**Dataset entries**
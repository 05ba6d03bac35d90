//! Vector index entities

use serde::{Deserialize, Serialize};

/// A single ranked hit returned by the vector index
#[derive(Debug, Clone, PartialEq, Serialize, Deserialize)]
pub struct SearchMatch {
    /// Document identifier
    pub id: String,
    /// Similarity score reported by the index
    pub score: f32,
}

impl SearchMatch {
    pub fn new(id: impl Into<String>, score: f32) -> Self {
        Self {
            id: id.into(),
            score,
        }
    }
}

/// Document payload written to the vector index
#[derive(Debug, Clone, Serialize, Deserialize)]
pub struct VectorDocument {
    /// Document identifier, also the invalidation key
    pub id: String,
    /// Embedding of the document text
    pub vector: Vec<f32>,
    /// Flat metadata stored next to the vector
    #[serde(default)]
    pub metadata: serde_json::Map<String, serde_json::Value>,
}

impl VectorDocument {
    pub fn new(id: impl Into<String>, vector: Vec<f32>) -> Self {
        Self {
            id: id.into(),
            vector,
            metadata: serde_json::Map::new(),
        }
    }

    pub fn with_metadata(mut self, metadata: serde_json::Map<String, serde_json::Value>) -> Self {
        self.metadata = metadata;
        self
    }
}
//! Embedding provider trait definition

use async_trait::async_trait;
use std::fmt::Debug;

#[cfg(test)]
use mockall::automock;

use crate::domain::DomainError;

/// Narrow contract over an external embedding model
///
/// Rate-limit and transport failures surface as
/// [`DomainError::UpstreamCompute`] and are never cached.
#[cfg_attr(test, automock)]
#[async_trait]
pub trait EmbeddingProvider: Send + Sync + Debug {
    /// Generate the embedding for a single text
    async fn embed(&self, text: &str) -> Result<Vec<f32>, DomainError>;

    /// Generate embeddings for several texts, preserving input order
    async fn embed_batch(&self, texts: &[String]) -> Result<Vec<Vec<f32>>, DomainError>;

    /// Get the provider name
    fn provider_name(&self) -> &'static str;
}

**The task**
Go through the data and gather every line that holds "index".

**Answer to this exercise**
//! Vector index entities
/// A single ranked hit returned by the vector index
    /// Similarity score reported by the index
/// Document payload written to the vector index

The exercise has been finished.